Information watchdog to crack down on Freedom of Information request failures

By Louis Goss

The head of the UK’s Information Commissioner’s Office (ICO) has warned public bodies it will take action against those failing to respond to Freedom of Information (FOI) requests within the required 20-day time frame, after issuing its first enforcement notice against a government department in seven years.

ICO chief John Edwards said the watchdog will be taking a renewed approach to enforcing public bodies’ compliance with FOI requests as he warned the regulator will be “making greater use of its powers”.

The warning comes after the ICO took action against two government departments over their repeated failures to respond to Freedom of Information (FOI) requests within the statutory timeframe.

The enforcement actions come as part of the ICO’s “new approach” to regulating public bodies’ compliance with the Freedom of Information Act 2000, UK Information Commission Edwards said.

The 2000 Act gives the public the right to obtain information from the UK’s more than 100,000 public authorities, including schools, hospitals, and government departments, within 20 working days.

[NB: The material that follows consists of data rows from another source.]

mod commands;
mod node;

use anyhow::Context;
use clap::Parser;
use commands::{NodeCommand, USAGE};
use ledger_core::constants::{DEFAULT_DIFFICULTY, DEFAULT_MAX_PENDING};
use ledger_core::{import_json, ChainConfig, MempoolConfig, MineOutcome};
use node::{Node, NodeConfig};
use std::{path::PathBuf, sync::Arc, time::Duration};
use tokio::io::{self, AsyncBufReadExt, BufReader};
use tokio::sync::watch;
use tokio::time::{self, MissedTickBehavior};
use tokio::{signal, task};
use tracing::{error, info, warn};

#[derive(Parser, Debug)]
#[command(name = "ledger-node")]
#[command(about = "Long-running ledger node: background miner plus a stdin console")]
struct Args {
    /// Data directory for sled
    #[arg(long, env = "LEDGER_DATA_DIR", default_value = "./data")]
    data_dir: PathBuf,

    /// Leading hex zeros required of every mined block hash
    #[arg(long, env = "LEDGER_DIFFICULTY", default_value_t = DEFAULT_DIFFICULTY)]
    difficulty: u32,

    /// Seconds between background mining rounds
    #[arg(long, env = "LEDGER_MINE_INTERVAL", default_value_t = 10,
          value_parser = clap::value_parser!(u64).range(1..))]
    interval_secs: u64,

    /// Mine blocks even when nothing is pending
    #[arg(long, env = "LEDGER_MINE_EMPTY")]
    mine_empty: bool,

    /// Search nonces on all cores
    #[arg(long, env = "LEDGER_PARALLEL")]
    parallel: bool,

    /// Pending transaction limit, 0 for none
    #[arg(long, env = "LEDGER_MAX_PENDING", default_value_t = DEFAULT_MAX_PENDING)]
    max_pending: usize,
}

impl Args {
    fn node_config(&self) -> NodeConfig {
        NodeConfig {
            data_dir: self.data_dir.clone(),
            chain: ChainConfig::with_difficulty(self.difficulty)
                .mine_empty_blocks(self.mine_empty)
                .parallel_mining(self.parallel),
            mempool: MempoolConfig {
                max_pending: self.max_pending,
            },
        }
    }
}

#[tokio::main]
async fn main() -> anyhow::Result<()> {
    tracing_subscriber::fmt()
        .with_env_filter(tracing_subscriber::EnvFilter::from_default_env())
        .with_writer(std::io::stderr)
        .init();

    let args = Args::parse();
    let node = Arc::new(Node::open(&args.node_config())?);
    let (stop_tx, stop_rx) = watch::channel(false);
    let miner = tokio::spawn(miner_loop(
        Arc::clone(&node),
        Duration::from_secs(args.interval_secs),
        stop_rx,
    ));
    info!(interval_secs = args.interval_secs, "ledger-node running; {USAGE}");

    let mut lines = BufReader::new(io::stdin()).lines();
    let mut stdin_open = true;
    loop {
        tokio::select! {
            line = lines.next_line(), if stdin_open => match line? {
                Some(line) if line.trim().is_empty() => {}
                Some(line) => {
                    if !handle_line(&node, &line).await {
                        break;
                    }
                }
                None => {
                    info!("stdin closed; running until interrupted");
                    stdin_open = false;
                }
            },
            _ = signal::ctrl_c() => {
                info!("interrupt received");
                break;
            }
        }
    }

    let _ = stop_tx.send(true);
    node.stop();
    if let Err(e) = miner.await {
        error!(error = %e, "miner task failed");
    }
    let shutdown = Arc::clone(&node);
    task::spawn_blocking(move || shutdown.shutdown()).await??;
    info!("ledger-node stopped");
    Ok(())
}

async fn miner_loop(node: Arc<Node>, period: Duration, mut stop: watch::Receiver<bool>) {
    let mut ticker = time::interval(period);
    ticker.set_missed_tick_behavior(MissedTickBehavior::Delay);
    // The first tick completes immediately.
    ticker.tick().await;
    loop {
        tokio::select! {
            _ = ticker.tick() => {}
            _ = stop.changed() => break,
        }
        let worker = Arc::clone(&node);
        match task::spawn_blocking(move || worker.mine_once()).await {
            Ok(Ok(MineOutcome::Mined(_) | MineOutcome::NothingToMine)) => {}
            Ok(Ok(MineOutcome::Cancelled)) => info!("mining round cancelled"),
            Ok(Err(e)) => warn!(error = %e, "mining round failed"),
            Err(e) => {
                error!(error = %e, "mining task panicked");
                break;
            }
        }
    }
}

/// Runs one console command. Returns false when the node should exit.
async fn handle_line(node: &Arc<Node>, line: &str) -> bool {
    let cmd = match line.parse::<NodeCommand>() {
        Ok(cmd) => cmd,
        Err(e) => {
            println!("error: {e}\n{USAGE}");
            return true;
        }
    };
    if cmd == NodeCommand::Quit {
        return false;
    }
    if let Err(e) = run_command(node, cmd).await {
        println!("error: {e:#}");
    }
    true
}

async fn run_command(node: &Arc<Node>, cmd: NodeCommand) -> anyhow::Result<()> {
    match cmd {
        NodeCommand::Submit { from, to, amount } => {
            let hash = node.submit(&from, &to, amount)?;
            println!("queued {} ({} pending)", hex::encode(hash), node.pool().size());
        }
        NodeCommand::Mine => {
            let worker = Arc::clone(node);
            match task::spawn_blocking(move || worker.mine_once()).await?? {
                MineOutcome::Mined(block) => println!(
                    "mined block {} with {} tx: {}",
                    block.index,
                    block.transactions.len(),
                    block.hash_hex()
                ),
                MineOutcome::NothingToMine => println!("nothing to mine"),
                MineOutcome::Cancelled => println!("cancelled"),
            }
        }
        NodeCommand::Head => {
            let head = node.chain().head();
            println!(
                "height {} hash {} pending {}",
                head.index,
                head.hash_hex(),
                node.pool().size()
            );
        }
        NodeCommand::Pending => {
            for tx in node.pool().snapshot() {
                println!(
                    "{}  {} -> {}  {}",
                    hex::encode(tx.hash()),
                    tx.sender,
                    tx.receiver,
                    tx.canonical_amount()
                );
            }
        }
        NodeCommand::Import(file) => {
            let json = tokio::fs::read_to_string(&file)
                .await
                .with_context(|| format!("read {}", file.display()))?;
            let candidate = import_json(&json)?;
            let worker = Arc::clone(node);
            let imported = task::spawn_blocking(move || worker.import(candidate)).await??;
            println!(
                "adopted chain at height {} ({} pending confirmed, {} restored to pool)",
                node.chain().height(),
                imported.confirmed,
                imported.restored
            );
        }
        NodeCommand::Quit => {}
    }
    Ok(())
}
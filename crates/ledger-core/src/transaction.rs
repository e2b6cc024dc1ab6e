use crate::error::{LedgerError, Result};
use crate::hashing::{put_length_prefixed, serde_hex_opt, sha256, Hash};
use rust_decimal::Decimal;
use serde::{Deserialize, Serialize};
use std::time::{SystemTime, UNIX_EPOCH};

pub(crate) fn unix_now() -> u64 {
    SystemTime::now()
        .duration_since(UNIX_EPOCH)
        .map(|d| d.as_secs())
        .unwrap_or_default()
}

/// A value transfer between two opaque identifiers.
///
/// The identity of a transaction is [`Transaction::hash`], computed over
/// sender, receiver, amount and timestamp. The optional signature signs those
/// same bytes and is therefore not part of the identity.
#[derive(Clone, Debug, PartialEq, Eq, Serialize, Deserialize)]
pub struct Transaction {
    pub sender: String,
    pub receiver: String,
    #[serde(with = "serde_decimal")]
    pub amount: Decimal,
    pub timestamp: u64,
    #[serde(default, with = "serde_hex_opt")]
    pub signature: Option<Vec<u8>>,
}

impl Transaction {
    /// Creates an unsigned transaction stamped with the current time.
    pub fn new(sender: impl Into<String>, receiver: impl Into<String>, amount: Decimal) -> Self {
        Self::with_timestamp(sender, receiver, amount, unix_now())
    }

    pub fn with_timestamp(
        sender: impl Into<String>,
        receiver: impl Into<String>,
        amount: Decimal,
        timestamp: u64,
    ) -> Self {
        Self {
            sender: sender.into(),
            receiver: receiver.into(),
            amount,
            timestamp,
            signature: None,
        }
    }

    pub fn signed(mut self, signature: Vec<u8>) -> Self {
        self.signature = Some(signature);
        self
    }

    /// Amount in its canonical textual form: no trailing zeros, no negative zero.
    pub fn canonical_amount(&self) -> String {
        if self.amount.is_zero() {
            "0".to_string()
        } else {
            self.amount.normalize().to_string()
        }
    }

    /// Canonical hash input: length-prefixed sender, receiver and amount
    /// string, then the timestamp as little-endian u64.
    pub fn canonical_bytes(&self) -> Vec<u8> {
        let amount = self.canonical_amount();
        let mut bytes =
            Vec::with_capacity(8 * 4 + self.sender.len() + self.receiver.len() + amount.len());
        put_length_prefixed(&mut bytes, self.sender.as_bytes());
        put_length_prefixed(&mut bytes, self.receiver.as_bytes());
        put_length_prefixed(&mut bytes, amount.as_bytes());
        bytes.extend_from_slice(&self.timestamp.to_le_bytes());
        bytes
    }

    pub fn hash(&self) -> Hash {
        sha256(&self.canonical_bytes())
    }

    /// Rejects negative amounts and blank identifiers.
    pub fn validate(&self) -> Result<()> {
        if self.sender.trim().is_empty() {
            return Err(LedgerError::InvalidTransaction("sender is empty".into()));
        }
        if self.receiver.trim().is_empty() {
            return Err(LedgerError::InvalidTransaction("receiver is empty".into()));
        }
        if self.amount < Decimal::ZERO {
            return Err(LedgerError::InvalidTransaction(format!(
                "amount {} is negative",
                self.amount
            )));
        }
        Ok(())
    }
}

/// Decimals travel as strings so both JSON and bincode keep every digit.
mod serde_decimal {
    use rust_decimal::Decimal;
    use serde::{de::Error, Deserialize, Deserializer, Serializer};
    use std::str::FromStr;

    pub fn serialize<S: Serializer>(amount: &Decimal, serializer: S) -> Result<S::Ok, S::Error> {
        serializer.serialize_str(&amount.to_string())
    }

    pub fn deserialize<'de, D: Deserializer<'de>>(deserializer: D) -> Result<Decimal, D::Error> {
        let s = String::deserialize(deserializer)?;
        Decimal::from_str(&s).map_err(D::Error::custom)
    }
}
//! User-facing notification messages.

use std::fmt;

/// A transient user-visible notification emitted by completed flows and
/// export actions.
#[derive(Debug)]
pub struct Toast {
    pub title: String,
    pub description: String,
    pub success: bool,
}

impl Toast {
    /// Create a success notification.
    pub fn success(title: impl Into<String>, description: impl Into<String>) -> Self {
        Self {
            title: title.into(),
            description: description.into(),
            success: true,
        }
    }

    /// Create a failure notification.
    pub fn failure(title: impl Into<String>, description: impl Into<String>) -> Self {
        Self {
            title: title.into(),
            description: description.into(),
            success: false,
        }
    }
}

impl fmt::Display for Toast {
    fn fmt(&self, f: &mut fmt::Formatter<'_>) -> fmt::Result {
        writeln!(f, "**{}** {}", self.title, self.description)
    }
}

#[cfg(test)]
mod tests {
    use super::*;

    #[test]
    fn test_toast_display() {
        let toast = Toast::success("Booking Confirmed!", "Your table has been reserved.");
        let output = format!("{toast}");
        assert!(output.contains("**Booking Confirmed!**"));
        assert!(output.contains("Your table has been reserved."));
        assert!(toast.success);

        let toast = Toast::failure("Copy failed", "Clipboard unavailable");
        assert!(!toast.success);
    }
}
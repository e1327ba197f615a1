//! Command handlers driving the session facade.
//!
//! Each handler resolves CLI arguments into core parameter structs,
//! drives the session through its event contract, and renders the
//! resulting markdown views. The session lives for exactly one
//! invocation; the `demo` command strings several flows together to show
//! cross-flow accumulation inside a single session.

use anyhow::{Context, Result};
use brew_core::display::{CafeList, ConfirmationView, RedemptionView, Toast};
use brew_core::params::{BookTable, RedeemCode};
use brew_core::{exports, Clipboard, HomeAnchor, IntentField, Session, View};
use jiff::Zoned;
use log::info;

use crate::args::{BookArgs, RedeemArgs};
use crate::clipboard::SystemClipboard;
use crate::plans;
use crate::renderer::TerminalRenderer;

const HERO_MD: &str = "\
# Discover Cafes. Book Tables. Sip More.

A new way to explore cafes and reserve your spot instantly. Experience
the perfect blend of discovery and convenience.

";

/// Command dispatcher holding the session and renderer.
pub struct Cli {
    session: Session,
    renderer: TerminalRenderer,
}

impl Cli {
    /// Create a dispatcher over a fresh session.
    pub fn new(session: Session, renderer: TerminalRenderer) -> Self {
        Self { session, renderer }
    }

    /// Render the Home view: hero section plus the cafe grid.
    pub fn show_cafes(&mut self) {
        self.session.navigate(View::Home);
        self.session.scroll_to(HomeAnchor::Cafes);
        self.renderer.render(HERO_MD);
        let list = CafeList(self.session.cafes().to_vec());
        self.renderer.render(&list.to_string());
    }

    /// Run a booking flow and render the confirmation screen.
    pub async fn book(&mut self, args: &BookArgs) -> Result<()> {
        let params = BookTable::from(args);
        let (record, toast) = self
            .session
            .book(&params)
            .await
            .context("Booking failed")?;

        self.renderer.render(&toast.to_string());
        self.renderer.render("\n");
        self.renderer
            .render(&ConfirmationView::new(record.clone()).to_string());

        if let Some(dir) = &args.save_dir {
            let path =
                exports::write_qr_png(&record, dir).context("Failed to save the QR image")?;
            self.renderer
                .render(&format!("\nSaved QR image to {}\n", path.display()));
        }
        Ok(())
    }

    /// Run a redemption flow and render the issued code.
    pub fn redeem(&mut self, args: &RedeemArgs) -> Result<()> {
        let params = RedeemCode::from(args);
        let (record, toast) = self
            .session
            .redeem_at(&params)
            .context("Redemption failed")?;

        self.renderer.render(&toast.to_string());
        self.renderer.render("\n");
        self.renderer
            .render(&RedemptionView::new(record.clone()).to_string());

        if args.copy {
            // A failed copy is a notification, never an error: the code
            // stays on screen and the session is untouched
            let toast = match SystemClipboard.copy(&record.code) {
                Ok(()) => Toast::success("Copied!", "Your code is on the clipboard."),
                Err(e) => Toast::failure("Copy failed", e.to_string()),
            };
            self.renderer.render("\n");
            self.renderer.render(&toast.to_string());
        }
        Ok(())
    }

    /// Render the MyBookings view for the current session.
    pub fn show_bookings(&mut self) {
        self.session.navigate(View::MyBookings);
        let history = self.session.history(&Zoned::now());
        self.renderer.render(&history.to_string());
    }

    /// Render the Plans view.
    pub fn show_plans(&mut self) {
        self.session.navigate(View::Plans);
        self.renderer.render(plans::PLANS_MD);
    }

    /// Scripted single-session walkthrough: one booking, one redemption,
    /// then the partitioned history and the plans page.
    pub async fn demo(&mut self) -> Result<()> {
        self.session
            .subscribe(|record| info!("session history updated with {}", record.id()));

        self.show_cafes();

        // Booking flow, driven field by field as the form would
        let date = Zoned::now()
            .date()
            .tomorrow()
            .context("demo date out of range")?
            .to_string();
        let mut flow = self.session.begin_booking("Nordic Brew")?;
        flow.update(IntentField::FullName, "Asha Rao");
        flow.update(IntentField::Phone, "555-0100");
        flow.update(IntentField::Email, "asha@example.com");
        flow.update(IntentField::Date, &date);
        flow.update(IntentField::Time, "18:00");
        flow.update(IntentField::Guests, "2");
        let (record, toast) = self.session.confirm(&mut flow).await?;
        self.renderer.render(&toast.to_string());
        self.renderer.render("\n");
        self.renderer
            .render(&ConfirmationView::new(record).to_string());
        flow.dismiss().await;

        // Redemption flow at another cafe
        let (record, toast) = self.session.redeem_at(&RedeemCode {
            cafe: "The Industrial".to_string(),
        })?;
        self.renderer.render("\n");
        self.renderer.render(&toast.to_string());
        self.renderer.render("\n");
        self.renderer
            .render(&RedemptionView::new(record).to_string());

        // Both records show up in the same session history
        self.renderer.render("\n");
        self.show_bookings();
        self.renderer.render("\n");
        self.show_plans();

        self.session.navigate(View::Home);
        self.session.scroll_to(HomeAnchor::Hero);
        Ok(())
    }
}
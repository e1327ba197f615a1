//! Time-window policies for classifying records.
//!
//! Two independent policies coexist:
//!
//! - **Date-based** (bookings): a reservation is upcoming while its
//!   calendar date has not passed. The comparison is date-only; the
//!   time-of-day on the reservation date is ignored, so a booking for
//!   today stays upcoming until local midnight.
//! - **Timestamp-based** (redemptions): a code is active strictly before
//!   its expiry instant, ten minutes after issue.
//!
//! Both are pure predicates over an externally supplied "now". Nothing in
//! this module reads the clock, which keeps classification deterministic
//! and trivially testable; callers sample the clock once per query.

use jiff::civil::Date;
use jiff::Timestamp;

use crate::models::{BookingClass, RedemptionState};

/// Redemption codes lapse this many minutes after issue.
pub const REDEMPTION_TTL_MINUTES: i64 = 10;

/// Classify a booking by comparing its reservation date against today.
///
/// `today` must be the current calendar date in the timezone that is
/// authoritative for the session (the system timezone in this
/// application). A reservation on today's date counts as upcoming.
pub fn booking_class(reservation_date: Date, today: Date) -> BookingClass {
    if reservation_date >= today {
        BookingClass::Upcoming
    } else {
        BookingClass::Past
    }
}

/// Classify a redemption code against the given instant.
///
/// Active strictly before `expires_at`; the boundary instant itself is
/// already expired.
pub fn redemption_state(expires_at: Timestamp, now: Timestamp) -> RedemptionState {
    if now < expires_at {
        RedemptionState::Active
    } else {
        RedemptionState::Expired
    }
}

#[cfg(test)]
mod tests {
    use jiff::civil::date;
    use jiff::ToSpan;

    use super::*;

    #[test]
    fn test_booking_class_by_date() {
        let today = date(2026, 8, 6);

        assert_eq!(booking_class(date(2026, 8, 7), today), BookingClass::Upcoming);
        assert_eq!(booking_class(today, today), BookingClass::Upcoming);
        assert_eq!(booking_class(date(2026, 8, 5), today), BookingClass::Past);
        assert_eq!(booking_class(date(2025, 12, 31), today), BookingClass::Past);
    }

    #[test]
    fn test_redemption_state_window() {
        let issued = Timestamp::from_second(1_775_000_000).expect("valid timestamp");
        let expires = issued
            .checked_add(REDEMPTION_TTL_MINUTES.minutes())
            .expect("expiry within range");

        let just_inside = issued.checked_add(9.minutes()).expect("valid");
        let just_outside = issued.checked_add(11.minutes()).expect("valid");

        assert_eq!(redemption_state(expires, just_inside), RedemptionState::Active);
        assert_eq!(redemption_state(expires, just_outside), RedemptionState::Expired);
        // The boundary itself is expired
        assert_eq!(redemption_state(expires, expires), RedemptionState::Expired);
    }
}
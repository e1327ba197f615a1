//! Booking and redemption identifier generation.
//!
//! Identifiers are human-legible and unique with overwhelming probability
//! within a session: a domain prefix, the current Unix time in
//! milliseconds, and a nine-character random base-36 suffix. Generation
//! cannot fail; uniqueness is probabilistic and session-scoped cardinality
//! is low, so collisions are an accepted non-goal.

use jiff::Timestamp;
use rand::Rng;

const SUFFIX_LEN: usize = 9;
const ALPHABET: &[u8] = b"0123456789abcdefghijklmnopqrstuvwxyz";

/// Which domain an identifier belongs to.
#[derive(Debug, Clone, Copy, PartialEq, Eq)]
pub enum IdKind {
    /// Table bookings ("BK-")
    Booking,
    /// Redemption codes ("RD-")
    Redemption,
}

impl IdKind {
    /// The domain prefix carried by generated identifiers.
    pub fn prefix(&self) -> &'static str {
        match self {
            IdKind::Booking => "BK-",
            IdKind::Redemption => "RD-",
        }
    }
}

/// Generate a fresh identifier for the given domain.
pub fn generate(kind: IdKind) -> String {
    generate_at(kind, Timestamp::now().as_millisecond(), &mut rand::thread_rng())
}

/// Deterministic core of [`generate`]: caller supplies clock and rng.
fn generate_at(kind: IdKind, millis: i64, rng: &mut impl Rng) -> String {
    let suffix: String = (0..SUFFIX_LEN)
        .map(|_| ALPHABET[rng.gen_range(0..ALPHABET.len())] as char)
        .collect();
    format!("{}{}-{}", kind.prefix(), millis, suffix)
}

#[cfg(test)]
mod tests {
    use rand::rngs::StdRng;
    use rand::SeedableRng;

    use super::*;

    #[test]
    fn test_generate_has_prefix_and_shape() {
        let id = generate(IdKind::Booking);
        assert!(!id.is_empty());
        assert!(id.starts_with("BK-"));

        let id = generate(IdKind::Redemption);
        assert!(id.starts_with("RD-"));

        // prefix, millis, suffix
        let parts: Vec<&str> = id.splitn(3, '-').collect();
        assert_eq!(parts.len(), 3);
        assert!(parts[1].parse::<i64>().is_ok());
        assert_eq!(parts[2].len(), SUFFIX_LEN);
        assert!(parts[2].bytes().all(|b| ALPHABET.contains(&b)));
    }

    #[test]
    fn test_same_millisecond_different_draws_differ() {
        let millis = 1_775_000_000_123;
        let mut rng_a = StdRng::seed_from_u64(1);
        let mut rng_b = StdRng::seed_from_u64(2);

        let a = generate_at(IdKind::Booking, millis, &mut rng_a);
        let b = generate_at(IdKind::Booking, millis, &mut rng_b);
        assert_ne!(a, b);
    }

    #[test]
    fn test_distinct_over_many_draws() {
        let millis = 1_775_000_000_123;
        let mut rng = StdRng::seed_from_u64(42);
        let mut seen = std::collections::HashSet::new();
        for _ in 0..1000 {
            seen.insert(generate_at(IdKind::Redemption, millis, &mut rng));
        }
        assert_eq!(seen.len(), 1000);
    }
}
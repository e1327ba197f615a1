//! Core library for the brew cafe-reservation application.
//!
//! This crate provides the business logic for discovering cafes, booking
//! tables and redeeming one-time codes: identifier generation, artifact
//! encoding (QR images and OTPs), expiry policies, per-flow lifecycle
//! state machines, the append-only session store, and top-level view
//! navigation. All state is held in memory for the duration of a session;
//! there is no persistence layer.
//!
//! # Architecture
//!
//! The [`Session`] facade owns the shared state (catalog, store, router,
//! subscribers). Each booking or redemption attempt runs in its own flow
//! ([`lifecycle::BookingFlow`] / [`lifecycle::RedemptionFlow`]), an
//! explicit state value plus transition methods, independent of any
//! rendering framework. Presentation shells subscribe to completed
//! records and render the display wrappers in [`display`].
//!
//! # Quick Start
//!
//! ```rust
//! use brew_core::{params::BookTable, Session};
//!
//! # async fn example() -> Result<(), Box<dyn std::error::Error>> {
//! let mut session = Session::new();
//!
//! // Book a table using session methods
//! let params = BookTable {
//!     cafe: "Nordic Brew".to_string(),
//!     full_name: "Asha Rao".to_string(),
//!     phone: "555-0100".to_string(),
//!     email: "asha@example.com".to_string(),
//!     date: "2026-08-07".to_string(),
//!     time: "18:00".to_string(),
//!     guests: "2".to_string(),
//! };
//! let (record, toast) = session.book(&params).await?;
//! println!("{toast}");
//! println!("Booked with ID: {}", record.id);
//!
//! // The history view partitions records at query time
//! let history = session.history(&jiff::Zoned::now());
//! println!("{history}");
//! # Ok(())
//! # }
//! ```

pub mod artifact;
pub mod catalog;
pub mod display;
pub mod error;
pub mod expiry;
pub mod exports;
pub mod ident;
pub mod lifecycle;
pub mod models;
pub mod params;
pub mod router;
pub mod session;
pub mod store;

// Re-export commonly used types
pub use artifact::{QrEncoder, QrPayload};
pub use display::{BookingHistory, CafeList, ConfirmationView, RedemptionView, Toast};
pub use error::{BookingError, Result};
pub use exports::Clipboard;
pub use lifecycle::{BookingFlow, BookingStage, RedemptionFlow, RedemptionStage};
pub use models::{
    BookingClass, BookingIntent, BookingRecord, Cafe, IntentField, Record, RedemptionRecord,
    RedemptionState,
};
pub use router::{HomeAnchor, View, ViewRouter};
pub use session::Session;
pub use store::{BookingStore, Partition};
//! Transient booking form state and its validation.

use jiff::civil::{self, Date, Time};
use serde::{Deserialize, Serialize};

use crate::error::{BookingError, Result};

/// First bookable slot of the day.
pub const FIRST_SLOT: Time = civil::time(8, 0, 0, 0);

/// Last bookable slot of the day.
pub const LAST_SLOT: Time = civil::time(21, 30, 0, 0);

/// Maximum party size accepted by the form.
pub const MAX_GUESTS: u8 = 8;

/// Fields of the booking form, for one-field-at-a-time updates.
#[derive(Debug, Clone, Copy, PartialEq, Eq)]
pub enum IntentField {
    FullName,
    Phone,
    Email,
    Date,
    Time,
    Guests,
}

/// Mutable, user-entered form state for one booking attempt.
///
/// All fields are kept as raw strings while the form is open; typing and
/// range checks happen once, at submission, producing a
/// [`ValidatedBooking`]. The intent is created empty when a booking flow
/// opens and discarded when the flow closes or completes.
#[derive(Debug, Clone, Serialize, Deserialize, PartialEq)]
pub struct BookingIntent {
    /// Full name of the guest making the reservation
    pub full_name: String,

    /// Contact phone number
    pub phone: String,

    /// Contact email address
    pub email: String,

    /// Reservation date as entered (expected YYYY-MM-DD)
    pub date: String,

    /// Reservation time as entered (expected HH:MM on a half-hour slot)
    pub time: String,

    /// Guest count as entered
    pub guests: String,
}

impl Default for BookingIntent {
    fn default() -> Self {
        Self {
            full_name: String::new(),
            phone: String::new(),
            email: String::new(),
            date: String::new(),
            time: String::new(),
            // The form opens with a party of two preselected
            guests: "2".to_string(),
        }
    }
}

impl BookingIntent {
    /// Apply a single field update from the form.
    pub fn set(&mut self, field: IntentField, value: &str) {
        let slot = match field {
            IntentField::FullName => &mut self.full_name,
            IntentField::Phone => &mut self.phone,
            IntentField::Email => &mut self.email,
            IntentField::Date => &mut self.date,
            IntentField::Time => &mut self.time,
            IntentField::Guests => &mut self.guests,
        };
        *slot = value.to_string();
    }

    /// Validate the form against the submission guard.
    ///
    /// `today` is the current calendar date in the caller's timezone;
    /// reservation dates before it are rejected.
    ///
    /// # Errors
    ///
    /// Returns `BookingError::InvalidInput` naming the first offending
    /// field. Submission is simply not accepted in that case; nothing in
    /// the session changes.
    pub fn validate(&self, today: Date) -> Result<ValidatedBooking> {
        let full_name = self.full_name.trim();
        if full_name.is_empty() {
            return Err(BookingError::invalid_input("full_name").with_reason("full name is required"));
        }

        let phone = self.phone.trim();
        if phone.is_empty() {
            return Err(BookingError::invalid_input("phone").with_reason("phone number is required"));
        }

        let email = self.email.trim();
        if email.is_empty() || !email.contains('@') {
            return Err(BookingError::invalid_input("email")
                .with_reason("a valid email address is required"));
        }

        let date: Date = self.date.trim().parse().map_err(|_| {
            BookingError::invalid_input("date")
                .with_reason(format!("'{}' is not a calendar date (expected YYYY-MM-DD)", self.date))
        })?;
        if date < today {
            return Err(BookingError::invalid_input("date")
                .with_reason("reservation date has already passed"));
        }

        let time: Time = self.time.trim().parse().map_err(|_| {
            BookingError::invalid_input("time")
                .with_reason(format!("'{}' is not a time of day (expected HH:MM)", self.time))
        })?;
        if time.minute() % 30 != 0 || time.second() != 0 || time < FIRST_SLOT || time > LAST_SLOT {
            return Err(BookingError::invalid_input("time")
                .with_reason("time must fall on a half-hour slot between 8:00 AM and 9:30 PM"));
        }

        let guests: u8 = self.guests.trim().parse().map_err(|_| {
            BookingError::invalid_input("guests")
                .with_reason(format!("'{}' is not a guest count", self.guests))
        })?;
        if !(1..=MAX_GUESTS).contains(&guests) {
            return Err(BookingError::invalid_input("guests")
                .with_reason(format!("guest count must be between 1 and {MAX_GUESTS}")));
        }

        Ok(ValidatedBooking {
            full_name: full_name.to_string(),
            phone: phone.to_string(),
            email: email.to_string(),
            date,
            time,
            guests,
        })
    }
}

/// Typed snapshot of a [`BookingIntent`] taken at submission time.
#[derive(Debug, Clone, PartialEq)]
pub struct ValidatedBooking {
    pub full_name: String,
    pub phone: String,
    pub email: String,
    pub date: Date,
    pub time: Time,
    pub guests: u8,
}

“Accountability and transparency in the work of public authorities is fundamental to democracy and it is the ICO’s role to ensure that people’s right to access information is protected,” Edwards said.

“I advise public authorities to take note and learn lessons from the action we have taken today, as we will be making greater use of our powers under the Act to drive good practice and compliance.”

The actions saw the Information Commissioner’s Office (ICO) issue an enforcement notice against the Department for International Trade (DIT), in its first FOI enforcement notice against a government department in seven years.

The enforcement notice comes after data showed the DIT responded to just 19 per cent of FoI requests within the required 20-day timeframe.

The data showed more than half (55 per cent) of the DIT’s responses to FOI requests were late from January to March 2022.

The ICO also issued a practice recommendation against the Department for Business, Energy and Industrial Strategy (BEIS) over its “consistently low level of overall performance in respect of the timeliness of BEIS’s responses to FoI requests.”

Central government figures showed BEIS had failed to respond to a “significant” number of FOI requests within the statutory time limit, following a 55 per cent increase in the FOI requests filed to the government department since 2020.